Start of EXERCISE DATA

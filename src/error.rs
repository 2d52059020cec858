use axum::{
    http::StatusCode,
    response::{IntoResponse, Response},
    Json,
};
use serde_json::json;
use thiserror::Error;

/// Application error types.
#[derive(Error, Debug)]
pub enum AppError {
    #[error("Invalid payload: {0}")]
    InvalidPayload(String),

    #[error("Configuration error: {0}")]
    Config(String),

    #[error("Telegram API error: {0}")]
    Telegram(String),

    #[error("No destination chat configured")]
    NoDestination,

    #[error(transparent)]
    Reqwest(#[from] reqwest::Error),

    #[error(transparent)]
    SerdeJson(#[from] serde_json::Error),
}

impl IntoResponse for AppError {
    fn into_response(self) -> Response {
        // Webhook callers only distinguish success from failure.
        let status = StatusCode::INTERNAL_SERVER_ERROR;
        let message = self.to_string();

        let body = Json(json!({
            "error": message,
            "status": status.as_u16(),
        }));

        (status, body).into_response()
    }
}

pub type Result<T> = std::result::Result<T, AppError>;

End of EXERCISE DATA
Start of EXERCISE DATA

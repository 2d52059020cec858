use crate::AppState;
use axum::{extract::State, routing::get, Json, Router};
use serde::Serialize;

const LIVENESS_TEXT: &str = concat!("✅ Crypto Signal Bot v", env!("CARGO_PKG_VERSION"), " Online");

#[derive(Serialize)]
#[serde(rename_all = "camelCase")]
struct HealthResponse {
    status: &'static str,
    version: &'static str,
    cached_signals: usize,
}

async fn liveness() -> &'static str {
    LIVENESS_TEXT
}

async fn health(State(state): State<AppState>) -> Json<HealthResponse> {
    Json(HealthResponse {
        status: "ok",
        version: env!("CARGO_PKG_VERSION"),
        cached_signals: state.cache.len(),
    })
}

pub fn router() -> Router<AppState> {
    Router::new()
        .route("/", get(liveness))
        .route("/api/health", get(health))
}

End of EXERCISE DATA

> WHAT TO PRODUCE: Find the line with "filename src/error.rs" in the material above. Reproduce it and each line after it up to and including the line with "pub enum AppError".

> ANSWER BOX:
filename src/error.rs
repository 2d52059020cec858
use axum::{
    http::StatusCode,
    response::{IntoResponse, Response},
    Json,
};
use serde_json::json;
use thiserror::Error;

/// Application error types.
#[derive(Error, Debug)]
pub enum AppError {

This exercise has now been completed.